The attack occurred during a security operation on the road linking the central town of Douentza to the city of Timbuktu further north, about 20 kilometres north of the town of Bamabara-Maoude. The peacekeepers’ vehicle struck an improvised explosive device and then came under attack by unidentified gunmen who fled the scene.

“At a time when all efforts are being made to bring Mali out of the rut, I deeply deplore the upsurge in these attacks against national and international forces, as well as civilian populations,” said UN special envoy Mahamat Saleh Annadif, who heads the UN mission in Mali, known as Minusma.

The UN peacekeeping mission has been in Mali since 2013 after Islamic extremists, mostly ethnic Tuargeg separatists, took control of major towns in the north. A French-led military operation pushed them out, but rebels have since regrouped in rural areas and expanded their reach.

The 12,000-strong peacekeeping force is a frequent target, and over 230 soldiers have died since the start of the mission.

In August, President Ibrahim Boubacar Keita was ousted from power by a military junta. Under international pressure, the junta appointed a civilian-led government to lead the country through an 18-month transition to new elections.

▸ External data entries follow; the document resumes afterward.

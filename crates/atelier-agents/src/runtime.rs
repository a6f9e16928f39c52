use async_trait::async_trait;
use atelier_blackboard::Blackboard;
use atelier_core::{AtelierResult, Task};
use parking_lot::Mutex;
use std::sync::Arc;
use std::time::Duration;
use tokio::task::JoinHandle;
use tracing::{debug, error, info, warn};

/// Default polling interval per agent loop.
const POLL_INTERVAL: Duration = Duration::from_secs(2);

/// A worker agent: a capability predicate and a processing routine.
///
/// `process` returns the task result; the runtime performs the
/// complete/fail transition, so an implementation never touches task
/// status directly and a returned error always surfaces as a failed
/// task.
#[async_trait]
pub trait WorkerAgent: Send + Sync {
    /// The agent identity used for task assignment and claims.
    fn name(&self) -> &'static str;

    /// Whether this agent can process the given claimable task.
    fn can_handle(&self, task: &Task) -> bool;

    /// Perform the work. Must not complete or fail the task itself.
    async fn process(&self, task: &Task) -> AtelierResult<serde_json::Value>;
}

/// The generic polling/claim/execute loop shared by every worker.
///
/// One tokio task per registered agent. Errors inside `process` are
/// caught and converted into `fail_task`; the loops themselves never
/// die.
pub struct AgentRuntime {
    board: Blackboard,
    agents: Vec<Arc<dyn WorkerAgent>>,
    interval: Duration,
    handles: Mutex<Vec<JoinHandle<()>>>,
}

impl AgentRuntime {
    /// Create a runtime over the shared board.
    pub fn new(board: Blackboard) -> Self {
        Self {
            board,
            agents: Vec::new(),
            interval: POLL_INTERVAL,
            handles: Mutex::new(Vec::new()),
        }
    }

    /// Override the polling interval (tests use short ones).
    pub fn with_interval(mut self, interval: Duration) -> Self {
        self.interval = interval;
        self
    }

    /// Register an agent before starting.
    pub fn register(&mut self, agent: Arc<dyn WorkerAgent>) {
        self.agents.push(agent);
    }

    /// Registered agent identities.
    pub fn agent_names(&self) -> Vec<&'static str> {
        self.agents.iter().map(|a| a.name()).collect()
    }

    /// One poll pass for one agent: fetch claimable tasks, claim what
    /// the agent can handle, execute. Public so tests and the CLI can
    /// drive the runtime without the background loops.
    pub async fn poll_once(&self, agent: &Arc<dyn WorkerAgent>) {
        let tasks = match self.board.pending_tasks_for(agent.name()) {
            Ok(tasks) => tasks,
            Err(e) => {
                error!(agent = agent.name(), error = %e, "Poll failed");
                return;
            }
        };
        for task in tasks {
            if !agent.can_handle(&task) {
                continue;
            }
            match self.board.claim_task(task.id, agent.name()) {
                Ok(true) => self.run_claimed(agent, task).await,
                // Lost race: another loop won this task.
                Ok(false) => debug!(agent = agent.name(), task_id = task.id, "Claim lost"),
                Err(e) => warn!(agent = agent.name(), task_id = task.id, error = %e, "Claim errored"),
            }
        }
    }

    async fn run_claimed(&self, agent: &Arc<dyn WorkerAgent>, task: Task) {
        let task_id = task.id;
        match agent.process(&task).await {
            Ok(result) => {
                if let Err(e) = self.board.complete_task(task_id, agent.name(), result) {
                    error!(task_id, error = %e, "Failed to record task completion");
                }
            }
            Err(e) => {
                // Processing failures become failed tasks, never crashes.
                let message = e.to_string();
                if let Err(store_err) = self.board.fail_task(task_id, agent.name(), &message) {
                    error!(task_id, error = %store_err, "Failed to record task failure");
                }
            }
        }
    }

    /// Run every registered agent's poll pass once. Useful for tests
    /// and single-shot CLI invocations.
    pub async fn poll_all_once(&self) {
        for agent in &self.agents {
            self.poll_once(agent).await;
        }
    }

    /// Start one polling loop per registered agent. Idempotent: calling
    /// start on a running runtime is a no-op.
    pub fn start(self: &Arc<Self>) {
        let mut handles = self.handles.lock();
        if !handles.is_empty() {
            return;
        }
        info!(agents = self.agents.len(), "Agent runtime started");
        for agent in &self.agents {
            let runtime = Arc::clone(self);
            let agent = Arc::clone(agent);
            handles.push(tokio::spawn(async move {
                let mut ticker = tokio::time::interval(runtime.interval);
                loop {
                    ticker.tick().await;
                    runtime.poll_once(&agent).await;
                }
            }));
        }
    }

    /// Stop all polling loops. Idempotent.
    pub fn stop(&self) {
        let mut handles = self.handles.lock();
        if handles.is_empty() {
            return;
        }
        for handle in handles.drain(..) {
            handle.abort();
        }
        info!("Agent runtime stopped");
    }
}

impl Drop for AgentRuntime {
    fn drop(&mut self) {
        self.stop();
    }
}

#[cfg(test)]
mod tests {
    use super::*;
    use atelier_core::{AtelierError, EventBus, TaskStatus};
    use atelier_store::Db;
    use serde_json::json;

    struct Echo;

    #[async_trait]
    impl WorkerAgent for Echo {
        fn name(&self) -> &'static str {
            "echo"
        }
        fn can_handle(&self, task: &Task) -> bool {
            task.assigned_agent.as_deref() == Some("echo")
        }
        async fn process(&self, task: &Task) -> AtelierResult<serde_json::Value> {
            Ok(json!({"echo": task.title}))
        }
    }

    struct Panicky;

    #[async_trait]
    impl WorkerAgent for Panicky {
        fn name(&self) -> &'static str {
            "panicky"
        }
        fn can_handle(&self, _task: &Task) -> bool {
            true
        }
        async fn process(&self, _task: &Task) -> AtelierResult<serde_json::Value> {
            Err(AtelierError::Agent("synthetic processing failure".into()))
        }
    }

    fn runtime_with(agent: Arc<dyn WorkerAgent>) -> (AgentRuntime, Blackboard) {
        let board = Blackboard::new(Db::open_in_memory().unwrap(), EventBus::default());
        let mut runtime = AgentRuntime::new(board.clone());
        runtime.register(agent);
        (runtime, board)
    }

    #[tokio::test]
    async fn test_poll_claims_and_completes() {
        let (runtime, board) = runtime_with(Arc::new(Echo));
        let main = board.create_main_task("r", "r", "u1", json!({})).unwrap();
        let sub = board
            .create_subtask(main.id, "hello", "hello", "echo", vec![], json!({}))
            .unwrap();

        runtime.poll_all_once().await;

        let task = board.get_task(sub.id).unwrap().unwrap();
        assert_eq!(task.status, TaskStatus::Completed);
        assert_eq!(task.result, Some(json!({"echo": "hello"})));
    }

    #[tokio::test]
    async fn test_processing_error_becomes_failed_task() {
        let (runtime, board) = runtime_with(Arc::new(Panicky));
        let main = board.create_main_task("r", "r", "u1", json!({})).unwrap();
        let sub = board
            .create_subtask(main.id, "doomed", "doomed", "panicky", vec![], json!({}))
            .unwrap();

        runtime.poll_all_once().await;

        let task = board.get_task(sub.id).unwrap().unwrap();
        assert_eq!(task.status, TaskStatus::Failed);
        assert!(task
            .error_message
            .unwrap()
            .contains("synthetic processing failure"));
    }

    #[tokio::test]
    async fn test_unhandled_tasks_left_alone() {
        let (runtime, board) = runtime_with(Arc::new(Echo));
        let main = board.create_main_task("r", "r", "u1", json!({})).unwrap();
        let sub = board
            .create_subtask(main.id, "other", "other", "someone-else", vec![], json!({}))
            .unwrap();

        runtime.poll_all_once().await;

        let task = board.get_task(sub.id).unwrap().unwrap();
        assert_eq!(task.status, TaskStatus::Pending);
    }

    #[tokio::test]
    async fn test_start_stop_idempotent() {
        let (runtime, _board) = runtime_with(Arc::new(Echo));
        let runtime = Arc::new(runtime.with_interval(Duration::from_millis(10)));
        runtime.start();
        runtime.start();
        runtime.stop();
        runtime.stop();
    }
}
//! Core types and error definitions for the Atelier agent system.
//!
//! This crate provides the foundational types shared across all Atelier
//! crates: the unified error enum, the task/artifact/pipeline/job data
//! model, the event bus used for UI streaming, and the tool-collaborator
//! contract.
//!
//! # Main types
//!
//! - [`AtelierError`] — Unified error enum for all Atelier subsystems.
//! - [`AtelierResult`] — Convenience alias for `Result<T, AtelierError>`.
//! - [`Task`] / [`Artifact`] / [`AgentLog`] — The blackboard data model.
//! - [`Pipeline`] / [`StagingChange`] — The orchestrator data model.
//! - [`PolicyRule`] / [`AuditEntry`] — The governance data model.
//! - [`Job`] — A generic queued unit of work.
//! - [`EventBus`] / [`SystemEvent`] — Best-effort pub/sub for observers.
//! - [`ToolExecutor`] — The external file/search/typecheck/git collaborator.

/// Event bus and event payloads.
pub mod event;
/// Generic job queue types.
pub mod job;
/// Pipeline, phase, budget, runbook and staging types.
pub mod pipeline;
/// Governance types: policies, audit entries, skills.
pub mod policy;
/// Blackboard types: tasks, artifacts, agent logs.
pub mod task;
/// The external tool collaborator contract.
pub mod tool;

pub use event::{EventBus, SystemEvent};
pub use job::{Job, JobStatus, NewJob};
pub use pipeline::{
    is_protected_path, ApprovalRecord, Budget, BudgetOverrides, Phase, PhaseState, PhaseStatus,
    Pipeline, PipelineStatus, Runbook, RunbookEntry, StagingAction, StagingChange, StagingStatus,
    PROTECTED_PATHS,
};
pub use policy::{
    AuditDecision, AuditEntry, NewAuditEntry, PolicyConditions, PolicyEffect, PolicyRule,
    PolicyScope, Skill,
};
pub use task::{AgentLog, Artifact, ArtifactKind, NewTask, Task, TaskKind, TaskStatus};
pub use tool::{ToolExecutor, ToolOutcome};

/// Top-level error type for the Atelier system.
///
/// Each variant corresponds to a subsystem that can produce errors.
#[derive(Debug, thiserror::Error)]
pub enum AtelierError {
    /// An error from the persistent store (SQLite).
    #[error("Store error: {0}")]
    Store(String),

    /// An error raised by the blackboard task lifecycle.
    #[error("Blackboard error: {0}")]
    Blackboard(String),

    /// An error originating from an agent's processing routine.
    #[error("Agent error: {0}")]
    Agent(String),

    /// An error from the pipeline orchestrator.
    #[error("Pipeline error: {0}")]
    Pipeline(String),

    /// An error from the governance engine.
    #[error("Governance error: {0}")]
    Governance(String),

    /// An error from the job queue.
    #[error("Job error: {0}")]
    Job(String),

    /// An error in configuration parsing or validation.
    #[error("Config error: {0}")]
    Config(String),

    /// An error from an outbound HTTP request (e.g. completion service).
    #[error("HTTP error: {0}")]
    Http(String),

    /// A JSON serialization or deserialization error.
    #[error("JSON error: {0}")]
    Json(#[from] serde_json::Error),

    /// A standard I/O error.
    #[error("IO error: {0}")]
    Io(#[from] std::io::Error),
}

/// A convenience `Result` alias using [`AtelierError`].
pub type AtelierResult<T> = Result<T, AtelierError>;
use regex::Regex;
use std::sync::LazyLock;

/// Directory prefixes artifacts are allowed to target.
const ALLOWED_ROOTS: &[&str] = &["src/", "tests/", "docs/", "config/"];

/// Maximum artifact content size in bytes.
const MAX_CONTENT_BYTES: usize = 512 * 1024;

static SECRET_ASSIGNMENT: LazyLock<Regex> = LazyLock::new(|| {
    #[allow(clippy::expect_used)]
    Regex::new(r#"(?i)\b(api[_-]?key|secret|password|token)\b\s*[:=]\s*["'][^"']{8,}["']"#)
        .expect("static pattern")
});

static DYNAMIC_EVAL: LazyLock<Regex> = LazyLock::new(|| {
    #[allow(clippy::expect_used)]
    Regex::new(r"\beval\s*\(|new\s+Function\s*\(").expect("static pattern")
});

/// Why a path or content was rejected.
#[derive(Debug, Clone, PartialEq, Eq, thiserror::Error)]
pub enum GuardrailViolation {
    /// The path is empty.
    #[error("path is empty")]
    EmptyPath,
    /// Absolute paths are never writable.
    #[error("absolute paths are not allowed: {0}")]
    AbsolutePath(String),
    /// The path contains a `..` component.
    #[error("path traversal is not allowed: {0}")]
    Traversal(String),
    /// The path is outside every allowed root.
    #[error("path is outside the allowed roots: {0}")]
    OutsideRoots(String),
    /// The content exceeds the size cap.
    #[error("content exceeds {MAX_CONTENT_BYTES} bytes ({0})")]
    Oversized(usize),
    /// The content matches a dangerous textual pattern.
    #[error("content contains a dangerous pattern: {0}")]
    DangerousPattern(&'static str),
}

/// Validate a proposed artifact path.
///
/// Rejects absolute paths, `..` traversal, and anything outside the
/// allowed-root allowlist. Pure function with no side effects.
pub fn validate_file_path(path: &str) -> Result<(), GuardrailViolation> {
    if path.is_empty() {
        return Err(GuardrailViolation::EmptyPath);
    }
    if path.starts_with('/') || path.starts_with('\\') || path.contains(':') {
        return Err(GuardrailViolation::AbsolutePath(path.to_string()));
    }
    if path.split(['/', '\\']).any(|part| part == "..") {
        return Err(GuardrailViolation::Traversal(path.to_string()));
    }
    if !ALLOWED_ROOTS.iter().any(|root| path.starts_with(root)) {
        return Err(GuardrailViolation::OutsideRoots(path.to_string()));
    }
    Ok(())
}

/// Validate proposed artifact content.
///
/// Rejects oversized content, in-code secret assignment, and dynamic
/// code evaluation. Pure function with no side effects.
pub fn validate_content(content: &str) -> Result<(), GuardrailViolation> {
    if content.len() > MAX_CONTENT_BYTES {
        return Err(GuardrailViolation::Oversized(content.len()));
    }
    if SECRET_ASSIGNMENT.is_match(content) {
        return Err(GuardrailViolation::DangerousPattern("secret assignment"));
    }
    if DYNAMIC_EVAL.is_match(content) {
        return Err(GuardrailViolation::DangerousPattern("dynamic evaluation"));
    }
    Ok(())
}
use chrono::{DateTime, Utc};
use serde::{Deserialize, Serialize};

/// What kind of target a policy rule applies to.
#[derive(Debug, Clone, Copy, PartialEq, Eq, Serialize, Deserialize)]
#[serde(rename_all = "lowercase")]
pub enum PolicyScope {
    /// An external tool invocation.
    Tool,
    /// A contract-level operation (e.g. staging approval).
    Contract,
    /// An agent identity.
    Agent,
}

impl PolicyScope {
    /// Stable text form used in store columns.
    pub fn as_str(self) -> &'static str {
        match self {
            PolicyScope::Tool => "tool",
            PolicyScope::Contract => "contract",
            PolicyScope::Agent => "agent",
        }
    }

    /// Parse the text form back. Returns `None` for unknown values.
    pub fn parse(s: &str) -> Option<Self> {
        match s {
            "tool" => Some(PolicyScope::Tool),
            "contract" => Some(PolicyScope::Contract),
            "agent" => Some(PolicyScope::Agent),
            _ => None,
        }
    }
}

/// Whether a matching rule allows or denies the action.
#[derive(Debug, Clone, Copy, PartialEq, Eq, Serialize, Deserialize)]
#[serde(rename_all = "lowercase")]
pub enum PolicyEffect {
    /// Permit the action.
    Allow,
    /// Block the action.
    Deny,
}

impl PolicyEffect {
    /// Stable text form used in store columns.
    pub fn as_str(self) -> &'static str {
        match self {
            PolicyEffect::Allow => "allow",
            PolicyEffect::Deny => "deny",
        }
    }

    /// Parse the text form back. Returns `None` for unknown values.
    pub fn parse(s: &str) -> Option<Self> {
        match s {
            "allow" => Some(PolicyEffect::Allow),
            "deny" => Some(PolicyEffect::Deny),
            _ => None,
        }
    }
}

/// Structured predicate attached to a policy rule.
///
/// All fields are optional; an empty condition set matches every request.
#[derive(Debug, Clone, Default, Serialize, Deserialize)]
pub struct PolicyConditions {
    /// Substring blocklist matched against the target path.
    #[serde(default)]
    pub blocked_paths: Vec<String>,
    /// Substring blocklist matched (case-insensitively) against the
    /// context's `command` field.
    #[serde(default)]
    pub blocked_commands: Vec<String>,
    /// When non-empty, only these agents match.
    #[serde(default)]
    pub allowed_agents: Vec<String>,
    /// Match only when `context.score >= min_score`.
    #[serde(default)]
    pub min_score: Option<f64>,
    /// Always matches; the caller must then gate on a separate approval
    /// step.
    #[serde(default)]
    pub require_human_approval: bool,
}

impl PolicyConditions {
    /// Whether no condition is configured at all.
    pub fn is_empty(&self) -> bool {
        self.blocked_paths.is_empty()
            && self.blocked_commands.is_empty()
            && self.allowed_agents.is_empty()
            && self.min_score.is_none()
            && !self.require_human_approval
    }
}

/// A fail-closed access-control rule.
#[derive(Debug, Clone, Serialize, Deserialize)]
pub struct PolicyRule {
    /// Row id assigned by the store.
    pub id: i64,
    /// Human-readable rule name.
    pub name: String,
    /// What kind of target the rule applies to.
    pub scope: PolicyScope,
    /// Target name or substring the rule applies to (`*` matches any).
    pub target: String,
    /// Allow or deny when the rule matches.
    pub effect: PolicyEffect,
    /// Structured predicate.
    pub conditions: PolicyConditions,
    /// Lower priority is evaluated first.
    pub priority: i64,
    /// Inactive rules are skipped.
    pub is_active: bool,
    /// Creation timestamp.
    pub created_at: DateTime<Utc>,
}

/// Outcome recorded for a governed decision.
#[derive(Debug, Clone, Copy, PartialEq, Eq, Serialize, Deserialize)]
#[serde(rename_all = "lowercase")]
pub enum AuditDecision {
    /// The action was permitted.
    Allowed,
    /// The action was blocked.
    Denied,
    /// The action was carried out (post-hoc record).
    Executed,
}

impl AuditDecision {
    /// Stable text form used in store columns.
    pub fn as_str(self) -> &'static str {
        match self {
            AuditDecision::Allowed => "allowed",
            AuditDecision::Denied => "denied",
            AuditDecision::Executed => "executed",
        }
    }

    /// Parse the text form back. Returns `None` for unknown values.
    pub fn parse(s: &str) -> Option<Self> {
        match s {
            "allowed" => Some(AuditDecision::Allowed),
            "denied" => Some(AuditDecision::Denied),
            "executed" => Some(AuditDecision::Executed),
            _ => None,
        }
    }
}

/// Immutable record of one governed decision.
#[derive(Debug, Clone, Serialize, Deserialize)]
pub struct AuditEntry {
    /// Row id assigned by the store.
    pub id: i64,
    /// Requesting agent.
    pub agent_name: String,
    /// Action that was evaluated or executed.
    pub action: String,
    /// Target of the action.
    pub target: String,
    /// Decision taken.
    pub decision: AuditDecision,
    /// Why the decision was taken.
    pub justification: String,
    /// Input snapshot.
    pub input: serde_json::Value,
    /// Output snapshot.
    pub output: serde_json::Value,
    /// Related task, if any.
    pub task_id: Option<i64>,
    /// Matched policy rule, if any.
    pub policy_id: Option<i64>,
    /// Creation timestamp.
    pub created_at: DateTime<Utc>,
}

/// Parameters for recording a new audit entry.
#[derive(Debug, Clone)]
pub struct NewAuditEntry {
    /// Requesting agent.
    pub agent_name: String,
    /// Action that was evaluated or executed.
    pub action: String,
    /// Target of the action.
    pub target: String,
    /// Decision taken.
    pub decision: AuditDecision,
    /// Why the decision was taken.
    pub justification: String,
    /// Input snapshot.
    pub input: serde_json::Value,
    /// Output snapshot.
    pub output: serde_json::Value,
    /// Related task, if any.
    pub task_id: Option<i64>,
    /// Matched policy rule, if any.
    pub policy_id: Option<i64>,
}

impl NewAuditEntry {
    /// Minimal entry with empty snapshots.
    pub fn new(
        agent_name: impl Into<String>,
        action: impl Into<String>,
        target: impl Into<String>,
        decision: AuditDecision,
        justification: impl Into<String>,
    ) -> Self {
        Self {
            agent_name: agent_name.into(),
            action: action.into(),
            target: target.into(),
            decision,
            justification: justification.into(),
            input: serde_json::Value::Null,
            output: serde_json::Value::Null,
            task_id: None,
            policy_id: None,
        }
    }
}

/// A reusable capability distilled from repeated audited actions.
#[derive(Debug, Clone, Serialize, Deserialize)]
pub struct Skill {
    /// Row id assigned by the store.
    pub id: i64,
    /// Unique skill name.
    pub name: String,
    /// What the skill does.
    pub description: String,
    /// Stable key of the pattern the skill was distilled from; used for
    /// de-duplication so the same pattern is never converted twice.
    pub source_key: String,
    /// Times the skill has been invoked.
    pub usage_count: u64,
    /// Successful invocations.
    pub success_count: u64,
    /// Running success percentage (0–100).
    pub success_rate: f64,
    /// Inactive skills are never offered.
    pub is_active: bool,
    /// Creation timestamp.
    pub created_at: DateTime<Utc>,
}

#[cfg(test)]
mod tests {
    use super::*;

    #[test]
    fn test_scope_effect_round_trips() {
        for scope in [PolicyScope::Tool, PolicyScope::Contract, PolicyScope::Agent] {
            assert_eq!(PolicyScope::parse(scope.as_str()), Some(scope));
        }
        for effect in [PolicyEffect::Allow, PolicyEffect::Deny] {
            assert_eq!(PolicyEffect::parse(effect.as_str()), Some(effect));
        }
        for decision in [
            AuditDecision::Allowed,
            AuditDecision::Denied,
            AuditDecision::Executed,
        ] {
            assert_eq!(AuditDecision::parse(decision.as_str()), Some(decision));
        }
    }

    #[test]
    fn test_conditions_is_empty() {
        assert!(PolicyConditions::default().is_empty());
        let conditions = PolicyConditions {
            blocked_paths: vec!["/etc".into()],
            ..PolicyConditions::default()
        };
        assert!(!conditions.is_empty());
    }

    #[test]
    fn test_conditions_deserialize_partial() {
        let conditions: PolicyConditions =
            serde_json::from_str(r#"{"blocked_commands": ["rm -rf"]}"#).unwrap();
        assert_eq!(conditions.blocked_commands, vec!["rm -rf"]);
        assert!(conditions.blocked_paths.is_empty());
        assert!(!conditions.require_human_approval);
    }
}
#[tokio::test]
async fn protected_files_fail_and_propagate_to_duplicates() {
    let h = harness(RecordingTools::default());
    let pipeline = h.started_pipeline(BudgetOverrides::default());
    let main_id = h.db.require_pipeline(pipeline.id).unwrap().main_task_id.unwrap();
    h.board
        .add_artifact(main_id, ArtifactKind::Code, "Cargo.toml", "[package] v1", "generator", json!({}))
        .unwrap();
    h.board
        .add_artifact(main_id, ArtifactKind::Code, "Cargo.toml", "[package] v2", "generator", json!({}))
        .unwrap();
    h.board
        .add_artifact(main_id, ArtifactKind::Code, "src/ok.rs", "fine", "generator", json!({}))
        .unwrap();
    h.drive_to_staging_review(pipeline.id).await;

    let outcome = h
        .orchestrator
        .approve_staging_changes(pipeline.id, "reviewer", None)
        .await
        .unwrap();
    assert_eq!(outcome.applied, vec!["src/ok.rs".to_string()]);
    assert_eq!(outcome.errors, vec!["Cargo.toml".to_string()]);

    // The protected file was never written; every duplicate failed.
    let writes = h.tools.writes.lock();
    assert!(writes.iter().all(|(path, _)| path != "Cargo.toml"));
    drop(writes);
    let changes = h.db.staging_changes_for_pipeline(pipeline.id).unwrap();
    for change in changes.iter().filter(|c| c.file_path == "Cargo.toml") {
        assert_eq!(change.status, StagingStatus::Failed);
    }
}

At UN Security Council meeting on Wednesday devoted to peace efforts in Mali, Annadif said that a newly-revised roadmap to elections “is consensus-based and quite exhaustive,” and that “we must be cautiously optimistic.”

He cautioned that success will be based on completing political, institutional, electoral and administrative reforms and support from all political actors.

Mali’s UN ambassador, Issa Konfourou, told the council, the stabilization process "is at a critical point.”

“Its success depends first and foremost on the sacred union of all strata in Mali society to save our country and... also on the quality of international support in terms of finding a solution to the crisis,” he said.